Gov. Quinn speaks in July with Ashake Banks, mother of Heaven Sutton, who… (Antonio Perez/Chicago…)
Ashake Banks celebrated her 40th birthday last month not with a cake or a party but with a march against youth gun violence.
It’s been more than a year since Banks’ 7-year-old daughter, Heaven Sutton, was shot and killed as she helped Banks sell candy near their home in Austin.
Prosecutors say the killing stemmed from a quarrel between the Mafia Insane Vice Lords and the Four Corner Hustlers gangs. Alleged Hustler Jerrell Dorsey, 27, has been charged with murder.
Banks said a part of her died when Sutton was killed on June 27, 2012.
“I cry all day. I can’t sleep,” Banks said. “[Gang members] turned me into a monster. They broke my heart. They stole my baby's life. … They’re not supposed to take our kids' life.”
It’s been a particularly challenging summer for youth gun violence. While homicides are down 20 percent year-to-date compared with 2012, and shootings are down 22 percent through August, there have been a string of child shootings. Victims of homicides and shootings tend to be in their late teens or 20s, according to RedEye data.
Twelve children who were 12 years old or younger were shot in Chicago between Memorial Day and Labor Day, according to Tribune data. Two of these shootings were fatal. Both of the victims, one boy and one girl, were 5 years old.
Earlier this year, Jonylah Watkins—a 6-month-old shot to death in her father’s arms as they sat in a car—became the face of Chicago violence.
Prosecutors say the girl was accidentally shot in retaliation for the theft of a video game console. Koman Willis, 33, has been charged with first-degree murder and aggravated battery in the death.
Loyola University criminologist Arthur Lurigio said most of these cases are accidental shootings, so it’s not accurate to classify the recent rash of child shootings as a trend.
Lurigio said many shooters are inexperienced with guns and tend to shoot at their targets from a far distance, which increases the possibility of hitting innocent bystanders on the street and sidewalk.
“These kind of shootings are more likely to take place in warmer weather.

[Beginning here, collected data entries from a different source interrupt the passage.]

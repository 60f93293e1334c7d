//! WebSocket channel driving a model download

use crate::download::{DownloadEvent, DownloadOrchestrator};
use crate::error::VoiceError;
use crate::server::AppState;
use axum::{
    extract::{
        ws::{Message, WebSocketUpgrade},
        State,
    },
    response::Response,
};
use futures_util::{Sink, SinkExt, Stream, StreamExt};
use serde::Deserialize;
use std::fmt::Display;
use std::sync::Arc;

/// First and only message a client sends
#[derive(Debug, Deserialize)]
struct DownloadRequest {
    #[serde(default)]
    model_id: Option<String>,
}

pub async fn download_model(ws: WebSocketUpgrade, State(state): State<AppState>) -> Response {
    let downloads = Arc::clone(&state.downloads);
    ws.on_failed_upgrade(|e: axum::Error| {
        tracing::error!("{}", VoiceError::ChannelSetup(e.to_string()));
    })
    .on_upgrade(move |socket| {
        let (sender, receiver) = socket.split();
        relay(sender, receiver, downloads)
    })
}

/// Read the download request from `receiver` and push its events to `sender`
///
/// Returns once the final event has been sent and the channel closed, or as soon
/// as the client goes away. The download itself is never cancelled here.
async fn relay<S, R>(mut sender: S, mut receiver: R, downloads: Arc<DownloadOrchestrator>)
where
    S: Sink<Message> + Unpin,
    S::Error: Display,
    R: Stream<Item = Result<Message, axum::Error>> + Unpin,
{
    let request = loop {
        match receiver.next().await {
            Some(Ok(Message::Text(text))) => break serde_json::from_str::<DownloadRequest>(&text),
            Some(Ok(Message::Binary(bytes))) => {
                break serde_json::from_slice::<DownloadRequest>(&bytes)
            }
            Some(Ok(Message::Ping(_) | Message::Pong(_))) => continue,
            Some(Ok(Message::Close(_))) | None => {
                tracing::debug!("Client closed the channel before requesting a download");
                return;
            }
            Some(Err(e)) => {
                tracing::warn!("Failed to read download request: {e}");
                return;
            }
        }
    };

    let request = match request {
        Ok(request) => request,
        Err(e) => {
            let event = DownloadEvent::error(format!("Unexpected error: {e}"), None);
            send_event(&mut sender, &event).await.ok();
            sender.send(Message::Close(None)).await.ok();
            return;
        }
    };

    let model_id = request.model_id.clone().unwrap_or_default();
    let mut session = downloads.start(request.model_id);

    while let Some(event) = session.events.recv().await {
        if let Err(e) = send_event(&mut sender, &event).await {
            // The download itself keeps going on its own task
            tracing::info!("Client disconnected during download of model {model_id}: {e}");
            return;
        }
    }

    sender.send(Message::Close(None)).await.ok();
}

async fn send_event<S>(sender: &mut S, event: &DownloadEvent) -> Result<(), String>
where
    S: Sink<Message> + Unpin,
    S::Error: Display,
{
    let text = serde_json::to_string(event).map_err(|e| e.to_string())?;
    sender
        .send(Message::Text(text))
        .await
        .map_err(|e| e.to_string())
}

#[cfg(test)]
mod tests {
    use super::*;
    use crate::error::Result;
    use crate::models::{Catalog, ModelInfo, ModelRegistry, SpeechModel};
    use crate::store::{DownloadStatus, JsonStatusStore, StatusStore};
    use futures_util::{sink, stream};
    use serde_json::Value;
    use std::path::{Path, PathBuf};
    use std::sync::mpsc;
    use std::time::Duration;
    use tempfile::TempDir;

    type Gate = Arc<parking_lot::Mutex<mpsc::Receiver<()>>>;
    type Incoming = stream::Iter<std::vec::IntoIter<std::result::Result<Message, axum::Error>>>;

    /// Downloads instantly, or once the gate is opened
    struct Gated {
        gate: Option<Gate>,
    }

    impl SpeechModel for Gated {
        fn generate_audio(&mut self, _text: &str, output: &Path) -> Result<PathBuf> {
            Ok(output.to_path_buf())
        }
        fn change_language(&mut self, _lang_code: &str, _voice: Option<&str>) -> Result<()> {
            Ok(())
        }
        fn download(&mut self) -> Result<()> {
            if let Some(gate) = &self.gate {
                gate.lock().recv().ok();
            }
            Ok(())
        }
    }

    struct Fixture {
        _temp_dir: TempDir,
        store: Arc<dyn StatusStore>,
        downloads: Arc<DownloadOrchestrator>,
    }

    fn fixture(gate: Option<Gate>) -> Fixture {
        let temp_dir = TempDir::new().unwrap();
        let store: Arc<dyn StatusStore> =
            Arc::new(JsonStatusStore::open(temp_dir.path().join("state.json")).unwrap());
        let catalog = Catalog::new(vec![ModelInfo {
            id: "alpha",
            description: "test",
            size_mb: 1,
            hf_repo: "test/alpha",
            hf_revision: "main",
            files: &[],
            default_lang: "a",
            default_voice: "v",
            output_subdir: "alpha",
        }]);
        let registry = Arc::new(ModelRegistry::new(
            catalog,
            move |_: &ModelInfo| -> Result<Box<dyn SpeechModel>> {
                Ok(Box::new(Gated { gate: gate.clone() }))
            },
        ));

        Fixture {
            _temp_dir: temp_dir,
            downloads: Arc::new(DownloadOrchestrator::new(registry, Arc::clone(&store))),
            store,
        }
    }

    fn request(text: &str) -> Incoming {
        stream::iter(vec![Ok(Message::Text(text.to_string()))])
    }

    fn json(message: &Message) -> Value {
        match message {
            Message::Text(text) => serde_json::from_str(text).unwrap(),
            other => panic!("Expected text frame, got {other:?}"),
        }
    }

    async fn wait_for(store: &Arc<dyn StatusStore>, status: DownloadStatus) {
        for _ in 0..200 {
            if store.get("alpha").await.unwrap() == Some(status) {
                return;
            }
            tokio::time::sleep(Duration::from_millis(10)).await;
        }
        panic!("alpha never reached {status}");
    }

    #[tokio::test]
    async fn test_malformed_request_gets_error_then_close() {
        let fx = fixture(None);
        let mut sent: Vec<Message> = Vec::new();

        relay(&mut sent, request("not json"), Arc::clone(&fx.downloads)).await;

        assert_eq!(sent.len(), 2);
        let event = json(&sent[0]);
        assert_eq!(event["status"], "error");
        assert!(event["error"]
            .as_str()
            .unwrap()
            .starts_with("Unexpected error: "));
        assert!(event.get("model_id").is_none());
        assert_eq!(sent[1], Message::Close(None));
        assert!(fx.store.list(None).await.unwrap().is_empty());
    }

    #[tokio::test]
    async fn test_events_relayed_in_order_then_closed() {
        let fx = fixture(None);
        let mut sent: Vec<Message> = Vec::new();

        relay(
            &mut sent,
            request(r#"{"model_id": "alpha"}"#),
            Arc::clone(&fx.downloads),
        )
        .await;

        assert_eq!(sent.len(), 3);
        assert_eq!(json(&sent[0]), serde_json::json!({"status": 0, "model_id": "alpha"}));
        assert_eq!(json(&sent[1]), serde_json::json!({"status": 1, "model_id": "alpha"}));
        assert_eq!(sent[2], Message::Close(None));
        assert_eq!(fx.store.get("alpha").await.unwrap(), Some(DownloadStatus::Ready));
    }

    #[tokio::test]
    async fn test_missing_model_id_reports_error() {
        let fx = fixture(None);
        let mut sent: Vec<Message> = Vec::new();

        relay(&mut sent, request("{}"), Arc::clone(&fx.downloads)).await;

        assert_eq!(sent.len(), 2);
        assert_eq!(
            json(&sent[0]),
            serde_json::json!({"status": "error", "error": "model_id is required"})
        );
        assert_eq!(sent[1], Message::Close(None));
    }

    #[tokio::test]
    async fn test_client_gone_before_request() {
        let fx = fixture(None);
        let mut sent: Vec<Message> = Vec::new();

        relay(
            &mut sent,
            stream::iter(Vec::<std::result::Result<Message, axum::Error>>::new()),
            Arc::clone(&fx.downloads),
        )
        .await;

        assert!(sent.is_empty());
        assert!(fx.store.list(None).await.unwrap().is_empty());
    }

    #[tokio::test]
    async fn test_disconnect_leaves_download_running() {
        let (release_tx, release_rx) = mpsc::channel::<()>();
        let fx = fixture(Some(Arc::new(parking_lot::Mutex::new(release_rx))));

        // Every send fails, as if the client hung up right after asking
        let gone = Box::pin(sink::unfold((), |(), _: Message| async {
            Err::<(), _>(std::io::Error::from(std::io::ErrorKind::BrokenPipe))
        }));

        tokio::time::timeout(
            Duration::from_secs(5),
            relay(gone, request(r#"{"model_id": "alpha"}"#), Arc::clone(&fx.downloads)),
        )
        .await
        .expect("relay waited for the download to finish");

        wait_for(&fx.store, DownloadStatus::Downloading).await;
        release_tx.send(()).unwrap();
        wait_for(&fx.store, DownloadStatus::Ready).await;
    }
}
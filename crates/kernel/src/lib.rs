//! Process supervisor for the sandbox: spawns loaded images as processes,
//! services their syscalls and exposes a debugger-facing surface.

pub mod config;
pub mod error;
pub mod events;
pub mod mailbox;
pub mod shell;
pub mod supervisor;
pub mod syscall;
pub mod users;

pub use config::{GroupEntry, KernelConfig, UserEntry};
pub use error::KernelError;
pub use events::{EventBus, KernelEvent};
pub use shell::{BasicCommands, CommandHandler, CommandOutcome, Shell, ShellSession, Terminal};
pub use supervisor::Kernel;
pub use users::UserRegistry;
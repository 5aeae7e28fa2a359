use thiserror::Error;
use types::Address;

/// Signals that stop the run loop without being a failure of the process.
///
/// A breakpoint hit is resumable; exit and kill end the process.
#[derive(Clone, Debug, PartialEq, Eq, Error)]
pub enum SystemInterrupt {
    #[error("breakpoint hit at 0x{address:016x}")]
    BreakpointHit {
        address: Address,
        last_executed_instruction: Option<Address>,
    },
    #[error("process exited with status {code}")]
    ProcessExit { code: i32 },
    #[error("process killed")]
    ProcessKill,
}

#[derive(Clone, Copy, Debug, PartialEq, Eq)]
pub enum RuntimeExceptionKind {
    SegmentationFault { fault_address: Option<Address> },
    InvalidInstruction { word: u32 },
}

/// The only error shape handed to observers: what went wrong, at which
/// instruction, and which instruction completed last.
#[derive(Clone, Copy, Debug, PartialEq, Eq, Error)]
#[error("{kind:?} at 0x{address:016x}")]
pub struct RuntimeException {
    pub kind: RuntimeExceptionKind,
    pub address: Address,
    pub last_executed_instruction: Option<Address>,
}

#[derive(Clone, Debug, PartialEq, Eq, Error)]
pub enum SystemProcessException {
    #[error("process has no virtual memory")]
    NoVirtualMemory,
    #[error("value conversion failed: {0}")]
    ValueConversionError(String),
    #[error("unknown condition flag {0:?}")]
    MissingFlag(String),
    #[error("register {0:?} does not exist")]
    MissingRegister(String),
    #[error("unknown register {0:?}")]
    UnknownRegister(String),
    #[error("unknown syscall 0x{0:x}")]
    UnknownSyscall(u64),
    #[error("invalid file descriptor {0}")]
    InvalidDescriptor(u64),
    #[error("process failure: {0}")]
    ProcessFailure(String),
    #[error("permission denied")]
    PermissionDenied,
    #[error("{0}: no such file or directory")]
    FileNotExists(String),
    #[error("{0}")]
    SystemInterrupt(SystemInterrupt),
    #[error("runtime exception: {0}")]
    RuntimeException(RuntimeException),
}

impl SystemProcessException {
    /// Exit and kill are the expected ways a run ends.
    pub fn is_termination(&self) -> bool {
        matches!(
            self,
            SystemProcessException::SystemInterrupt(
                SystemInterrupt::ProcessExit { .. } | SystemInterrupt::ProcessKill
            )
        )
    }
}

impl From<SystemInterrupt> for SystemProcessException {
    fn from(interrupt: SystemInterrupt) -> Self {
        SystemProcessException::SystemInterrupt(interrupt)
    }
}

impl From<RuntimeException> for SystemProcessException {
    fn from(exception: RuntimeException) -> Self {
        SystemProcessException::RuntimeException(exception)
    }
}
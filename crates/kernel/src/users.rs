use std::collections::{BTreeMap, BTreeSet};

use types::{Gid, Uid};

use crate::config::KernelConfig;

#[derive(Debug, Clone, PartialEq, Eq)]
pub struct Group {
    pub name: String,
    pub gid: Gid,
    pub members: BTreeSet<Uid>,
}

/// Users and groups known to one kernel instance.
#[derive(Debug, Clone, Default)]
pub struct UserRegistry {
    users: BTreeMap<Uid, String>,
    groups: BTreeMap<Gid, Group>,
}

impl UserRegistry {
    pub fn from_config(config: &KernelConfig) -> Self {
        let mut registry = Self::default();
        for user in &config.users {
            registry.add_user(&user.name, user.uid);
        }
        for group in &config.groups {
            registry.add_group(&group.name, group.gid);
            for &uid in &group.members {
                registry.assign(uid, group.gid);
            }
        }
        registry
    }

    pub fn add_user(&mut self, name: &str, uid: Uid) {
        self.users.insert(uid, name.to_string());
    }

    pub fn add_group(&mut self, name: &str, gid: Gid) {
        self.groups.entry(gid).or_insert_with(|| Group {
            name: name.to_string(),
            gid,
            members: BTreeSet::new(),
        });
    }

    pub fn uid_for_name(&self, name: &str) -> Option<Uid> {
        self.users
            .iter()
            .find(|(_, user)| user.as_str() == name)
            .map(|(uid, _)| *uid)
    }

    pub fn name_for_uid(&self, uid: Uid) -> Option<&str> {
        self.users.get(&uid).map(String::as_str)
    }

    pub fn contains_uid(&self, uid: Uid) -> bool {
        self.users.contains_key(&uid)
    }

    pub fn group_by_name(&self, name: &str) -> Option<&Group> {
        self.groups.values().find(|group| group.name == name)
    }

    pub fn uid_belongs_to_gid(&self, uid: Uid, gid: Gid) -> bool {
        self.groups
            .get(&gid)
            .is_some_and(|group| group.members.contains(&uid))
    }

    /// Add `uid` to group `gid`. Returns false if the group does not exist.
    pub fn assign(&mut self, uid: Uid, gid: Gid) -> bool {
        match self.groups.get_mut(&gid) {
            Some(group) => {
                group.members.insert(uid);
                true
            }
            None => false,
        }
    }

    pub fn groups_of(&self, uid: Uid) -> impl Iterator<Item = &Group> {
        self.groups
            .values()
            .filter(move |group| group.members.contains(&uid))
    }
}

#[cfg(test)]
mod tests {
    use super::*;

    #[test]
    fn default_config_seeds_root_and_wheel() {
        let registry = UserRegistry::from_config(&KernelConfig::default());
        assert_eq!(registry.uid_for_name("root"), Some(0));
        assert_eq!(registry.name_for_uid(0), Some("root"));
        assert!(registry.uid_belongs_to_gid(0, 0));
        assert!(!registry.uid_belongs_to_gid(0, 7));
        assert_eq!(registry.uid_for_name("nobody"), None);
    }

    #[test]
    fn assign_requires_an_existing_group() {
        let mut registry = UserRegistry::default();
        registry.add_user("alice", 501);
        registry.add_group("staff", 20);
        assert!(registry.assign(501, 20));
        assert!(!registry.assign(501, 21));
        assert!(registry.uid_belongs_to_gid(501, 20));
        let names: Vec<&str> = registry.groups_of(501).map(|g| g.name.as_str()).collect();
        assert_eq!(names, vec!["staff"]);
    }
}
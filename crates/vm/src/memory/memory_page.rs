use std::collections::BTreeMap;

use types::{Address, Layout, Protection};

/// Heap allocations are rounded to this granularity.
pub const BLOCK_ALIGN: usize = 8;

#[derive(Clone, Copy, Debug, PartialEq, Eq)]
pub struct HeapBlock {
    pub size: usize,
    pub allocated: bool,
}

/// One materialized 4 KiB page.
///
/// Besides its bytes a page carries the sub-page allocation records of the
/// heap, keyed by offset. Freed records are kept as free entries and never
/// merged with their neighbours.
#[derive(Clone)]
pub struct MemoryPage {
    start: Address,
    protection: Protection,
    data: Box<[u8]>,
    blocks: BTreeMap<usize, HeapBlock>,
}

impl std::fmt::Debug for MemoryPage {
    fn fmt(&self, f: &mut std::fmt::Formatter<'_>) -> std::fmt::Result {
        f.debug_struct("MemoryPage")
            .field("start", &format_args!("0x{:016x}", self.start))
            .field("protection", &self.protection)
            .field("blocks", &self.blocks.len())
            .finish()
    }
}

impl MemoryPage {
    pub fn new(start: Address, protection: Protection) -> Self {
        Self {
            start,
            protection,
            data: vec![0u8; Layout::PAGE_SIZE].into_boxed_slice(),
            blocks: BTreeMap::new(),
        }
    }

    pub fn start(&self) -> Address {
        self.start
    }

    pub fn protection(&self) -> Protection {
        self.protection
    }

    pub fn bytes(&self, offset: usize, count: usize) -> &[u8] {
        &self.data[offset..offset + count]
    }

    pub fn bytes_mut(&mut self, offset: usize, count: usize) -> &mut [u8] {
        &mut self.data[offset..offset + count]
    }

    pub fn blocks(&self) -> impl Iterator<Item = (usize, &HeapBlock)> {
        self.blocks.iter().map(|(offset, block)| (*offset, block))
    }

    /// Size of the live block starting at `offset`, if any.
    pub fn allocated_size(&self, offset: usize) -> Option<usize> {
        self.blocks
            .get(&offset)
            .filter(|block| block.allocated)
            .map(|block| block.size)
    }

    /// First offset able to hold `size` bytes: either a single free entry
    /// that is large enough or untracked space between/after entries.
    pub fn find_gap(&self, size: usize) -> Option<usize> {
        let size = round_block(size)?;
        let mut cursor = 0usize;
        for (&offset, block) in &self.blocks {
            if offset >= cursor && offset - cursor >= size {
                return Some(cursor);
            }
            if !block.allocated && block.size >= size {
                return Some(offset);
            }
            cursor = align_block(offset + block.size);
        }
        if cursor <= Layout::PAGE_SIZE && Layout::PAGE_SIZE - cursor >= size {
            Some(cursor)
        } else {
            None
        }
    }

    /// Record an allocation of `size` bytes at `offset`, which must come from
    /// [`MemoryPage::find_gap`].
    pub fn allocate(&mut self, offset: usize, size: usize) {
        let size = match round_block(size) {
            Some(size) => size,
            None => return,
        };
        if let Some(free) = self.blocks.get(&offset).copied() {
            if free.size > size {
                self.blocks.insert(
                    offset + size,
                    HeapBlock {
                        size: free.size - size,
                        allocated: false,
                    },
                );
            }
        }
        self.blocks.insert(
            offset,
            HeapBlock {
                size,
                allocated: true,
            },
        );
    }

    /// Reserve `[offset, offset + size)` exactly. Returns `false` if any live
    /// block overlaps the range. Free entries inside the range are trimmed.
    pub fn reserve(&mut self, offset: usize, size: usize) -> bool {
        let Some(size) = round_block(size) else {
            return false;
        };
        let end = offset + size;
        if end > Layout::PAGE_SIZE {
            return false;
        }
        let overlapping: Vec<(usize, HeapBlock)> = self
            .blocks
            .iter()
            .filter(|(start, block)| **start < end && offset < **start + block.size)
            .map(|(start, block)| (*start, *block))
            .collect();
        if overlapping.iter().any(|(_, block)| block.allocated) {
            return false;
        }
        for (start, block) in overlapping {
            self.blocks.remove(&start);
            if start < offset {
                self.blocks.insert(
                    start,
                    HeapBlock {
                        size: offset - start,
                        allocated: false,
                    },
                );
            }
            let block_end = start + block.size;
            if block_end > end {
                self.blocks.insert(
                    end,
                    HeapBlock {
                        size: block_end - end,
                        allocated: false,
                    },
                );
            }
        }
        self.blocks.insert(
            offset,
            HeapBlock {
                size,
                allocated: true,
            },
        );
        true
    }

    /// Mark the live block at `offset` as free. Returns its size.
    pub fn release(&mut self, offset: usize) -> Option<usize> {
        let block = self.blocks.get_mut(&offset)?;
        if !block.allocated {
            return None;
        }
        block.allocated = false;
        Some(block.size)
    }
}

fn round_block(size: usize) -> Option<usize> {
    if size == 0 || size > Layout::PAGE_SIZE {
        return None;
    }
    Some(align_block(size))
}

fn align_block(value: usize) -> usize {
    (value + BLOCK_ALIGN - 1) & !(BLOCK_ALIGN - 1)
}

#[cfg(test)]
mod tests {
    use super::*;

    fn page() -> MemoryPage {
        MemoryPage::new(0x1000, Protection::rw())
    }

    #[test]
    fn gaps_are_first_fit() {
        let mut page = page();
        let a = page.find_gap(16).unwrap();
        page.allocate(a, 16);
        let b = page.find_gap(16).unwrap();
        page.allocate(b, 16);
        assert_eq!((a, b), (0, 16));
    }

    #[test]
    fn freed_neighbours_are_not_merged() {
        let mut page = page();
        for _ in 0..3 {
            let off = page.find_gap(16).unwrap();
            page.allocate(off, 16);
        }
        page.release(0).unwrap();
        page.release(16).unwrap();
        // 32 bytes do not fit in either 16-byte free entry, so the request
        // lands after the last block.
        assert_eq!(page.find_gap(32), Some(48));
        // A 16-byte request reuses the first free entry.
        assert_eq!(page.find_gap(16), Some(0));
    }

    #[test]
    fn oversized_requests_have_no_gap() {
        let page = page();
        assert_eq!(page.find_gap(0), None);
        assert_eq!(page.find_gap(Layout::PAGE_SIZE + 1), None);
        assert_eq!(page.find_gap(Layout::PAGE_SIZE), Some(0));
    }

    #[test]
    fn reserve_splits_free_entries() {
        let mut page = page();
        let off = page.find_gap(64).unwrap();
        page.allocate(off, 64);
        page.release(off);
        assert!(page.reserve(16, 16));
        let blocks: Vec<_> = page.blocks().map(|(o, b)| (o, b.size, b.allocated)).collect();
        assert_eq!(blocks, vec![(0, 16, false), (16, 16, true), (32, 32, false)]);
        assert!(!page.reserve(24, 8));
    }
}
use std::fmt::Debug;

use types::Address;

use crate::error::SystemProcessException;
use crate::process::Process;

/// Syscall numbers, passed in x16.
pub const SYS_EXIT: u64 = 0x2001;
pub const SYS_READ: u64 = 0x2002;
pub const SYS_WRITE: u64 = 0x2004;
pub const SYS_EXECVE: u64 = 0x203b;
pub const SYS_GET_UID_FOR_NAME: u64 = 0x5001;
pub const SYS_UID_BELONGS_TO_GID: u64 = 0x5002;

/// Number of argument registers (x0..x8) captured at the trap.
pub const SYSCALL_ARG_COUNT: usize = 9;

/// A trapped syscall with its raw arguments already picked out of the
/// argument registers.
#[derive(Clone, Debug, PartialEq, Eq)]
pub enum KernelSubroutine {
    Exit { code: i32 },
    Write { fd: u64, buf: Address, count: u64 },
    /// `count` is carried for observers but not used to bound the read.
    Read { fd: u64, buf: Address, count: u64 },
    Execve { path: Address },
    GetUidForName { name: Address },
    UidBelongsToGid { uid: u64, gid: u64 },
}

impl KernelSubroutine {
    pub fn decode(number: u64, args: [u64; SYSCALL_ARG_COUNT]) -> Result<Self, SystemProcessException> {
        Ok(match number {
            SYS_EXIT => KernelSubroutine::Exit { code: args[0] as i32 },
            SYS_READ => KernelSubroutine::Read {
                fd: args[0],
                buf: args[1],
                count: args[2],
            },
            SYS_WRITE => KernelSubroutine::Write {
                fd: args[0],
                buf: args[1],
                count: args[2],
            },
            SYS_EXECVE => KernelSubroutine::Execve { path: args[0] },
            SYS_GET_UID_FOR_NAME => KernelSubroutine::GetUidForName { name: args[0] },
            SYS_UID_BELONGS_TO_GID => KernelSubroutine::UidBelongsToGid {
                uid: args[0],
                gid: args[1],
            },
            other => return Err(SystemProcessException::UnknownSyscall(other)),
        })
    }

    pub fn number(&self) -> u64 {
        match self {
            KernelSubroutine::Exit { .. } => SYS_EXIT,
            KernelSubroutine::Read { .. } => SYS_READ,
            KernelSubroutine::Write { .. } => SYS_WRITE,
            KernelSubroutine::Execve { .. } => SYS_EXECVE,
            KernelSubroutine::GetUidForName { .. } => SYS_GET_UID_FOR_NAME,
            KernelSubroutine::UidBelongsToGid { .. } => SYS_UID_BELONGS_TO_GID,
        }
    }

    pub fn name(&self) -> &'static str {
        match self {
            KernelSubroutine::Exit { .. } => "exit",
            KernelSubroutine::Read { .. } => "read",
            KernelSubroutine::Write { .. } => "write",
            KernelSubroutine::Execve { .. } => "execve",
            KernelSubroutine::GetUidForName { .. } => "getUidForName",
            KernelSubroutine::UidBelongsToGid { .. } => "uidBelongsToGid",
        }
    }
}

/// Services syscalls on behalf of a process.
///
/// EDUCATIONAL: the call is synchronous. A delegate that has to wait for
/// something external, like the next chunk of standard input, blocks the
/// calling execution thread right here, which is the one place the
/// instruction loop can stop mid-run. The returned value lands in x0.
pub trait KernelDelegate: Send + Sync + Debug {
    fn dispatch(&self, process: &mut Process, request: KernelSubroutine) -> Result<u64, SystemProcessException>;
}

All those factors come into play,” Lurigio said.
But that provides little solace for family members of homicide victims like Banks who are having trouble coping with their loss.
Since her daughter’s death, Banks said she has contemplated suicide. She has gained weight. Her hair has fallen out. She describes herself as reckless.
She said when she meets with other parents of victims of violence, she “puts on a clown face” to stay strong, but inside, she’s depressed.
The Rev. Michael Pfleger of St. Sabina Church in Auburn Gresham said he is “distraught and outraged” about the number of children who have been shot in Chicago this year.
Pfleger said it can be especially hard counseling family members of young victims because “you can't make sense out of something as evil as the killing of babies.” He encourages families not to lose faith.
“The losing of a child is absolutely traumatizing. In many cases, the age adds an additional trauma to it,” Pfleger said. "I think it's harder as a society to deal with a 7-year-old’s death than that of a 17-year-old."
In Chicago, homicide victims tend to be in their late teens or 20s, shot to death on the South Side or West Side, according to RedEye data.
Nine children younger than 13 have been killed in homicides this year, about 3 percent of the year’s homicide toll.
In 2012, nine children younger than 13 were killed in homicides, mostly from child abuse. And then there was Heaven.
Banks said it took her months before she could even visit her daughter in the cemetery. She can recall with great detail the final day of Heaven’s life, from the new braids in her hair after a trip to the mall to her daughter’s blood on her orange skirt as she turned her over to see the bullet wound in her back.
“It's just so hard,” Banks said. “You pray for the safety for the kids of God.”